An accidental explosion at the Californian naval base Port Chicago killed 320 personnel. A month later, hundreds of members of the loading crew, who were predominantly black, protested and refused to load the ships until working and safety conditions were improved. Fifty of the protestors, the “Chicago 50,” were arrested on charges of mutiny. Among them was Joseph Small. The case was especially notorious in the African American community, who noted how it was mainly black personnel who were subjected to poor working conditions. In the end, Joseph and the other men accused of causing the explosion were “discharged under honorable conditions” (400). Joseph notes that after the explosion, the base was fully integrated.
James Sanders was a sailor on an American ship, while Hans Göbeler was a crew member on a German submarine. Hans was held captive on the ship James served on. They both recall the strange camaraderie between the Germans and their American captors. An American sailor who held Hans captive gave Hans his address and told Hans to contact him after the war was over. Sadly, the American sailor was killed in the Pacific a year later.
Charlie Miller was captured by German soldiers and became a prisoner of war. Despite some negative experiences, Charlie came away from the war believing that people of different and even opposing nationalities do not truly hate each other (416-17).

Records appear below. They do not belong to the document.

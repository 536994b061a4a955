//! SQLite helper utilities for type conversion
//!
//! The catalog stores uuid ids and ISO8601 timestamps as TEXT and genre
//! lists as JSON arrays. These helpers keep those conventions in one place.

use chrono::Utc;
use serde::{Serialize, de::DeserializeOwned};

/// Get current UTC timestamp as ISO8601 string for SQLite
#[inline]
pub fn now_iso8601() -> String {
    Utc::now().to_rfc3339()
}

/// Serialize a Vec to a JSON string for SQLite storage
#[inline]
pub fn vec_to_json<T: Serialize>(v: &[T]) -> String {
    serde_json::to_string(v).unwrap_or_else(|_| "[]".to_string())
}

/// Deserialize a JSON string from SQLite to a Vec (empty on invalid data)
#[inline]
pub fn json_to_vec<T: DeserializeOwned>(s: &str) -> Vec<T> {
    serde_json::from_str(s).unwrap_or_default()
}

/// Build a SQL fragment to check if a value exists in a JSON array column.
/// Exact, case-sensitive match; binds one parameter.
pub fn json_array_contains_sql(column: &str) -> String {
    format!(
        "EXISTS (SELECT 1 FROM json_each({}) WHERE value = ?)",
        column
    )
}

A French American priest, Jacques Raboud was put in a German labor camp as a child. There he was traumatized by the experience of the guards leaving an asthmatic friend to die on a freezing night. When they were liberated, Jacques took the opportunity to get revenge on the Germans who left his friend to die.
Polish couple Walter and Olga were both prisoners in a German camp. They managed to meet and even date while at the labor camp. Together they later migrated to the United States.
Living under the Hitler regime, Erich was forced to quit his job as a journalist and work in a factory alongside German prisoners. Still, he became a soldier because it was safer than being a civilian under suspicion. When he became a prisoner of war under the Allies, he tried to teach himself how to “de-Nazify” the other German prisoners.
A Ukrainian poet, filmmaker, and physician, Vitaly Korotich as a child witnessed the Germans massacre the Jews in the city of Kiev. Even toward the end, Vitaly recalls that some Jews could not believe that a civilized country like Germany could be capable of such atrocities, “that in one nation it is possible to have Heine, Goethe, and Hitler. Beethoven and Himmler” (435). Still, Vitaly remembers that a poor German soldier gave him bread and a harmonica.
A director of the Jewish Historical Museum in Fort Wayne, Indiana, Joseph Levine was a social worker for concentration camp survivors in Germany. He notes that Jewish survivors were impoverished and left without family to support them, and that only one German he encountered admitted culpability for the Holocaust. In Poland there were even massacres of Jews who tried to return to their Polish hometowns.
This chapter explores experiences of those imprisonment during war, including POWs, prisoners charged with mutiny or desertion, and concentration camp prisoners. There are stories of cruelty throughout these narratives, but also stories of shared humanity across national and ideological boundaries. Even in extreme wartime conditions, despite differences between prisoner and captor, acts of compassion and empathy are possible.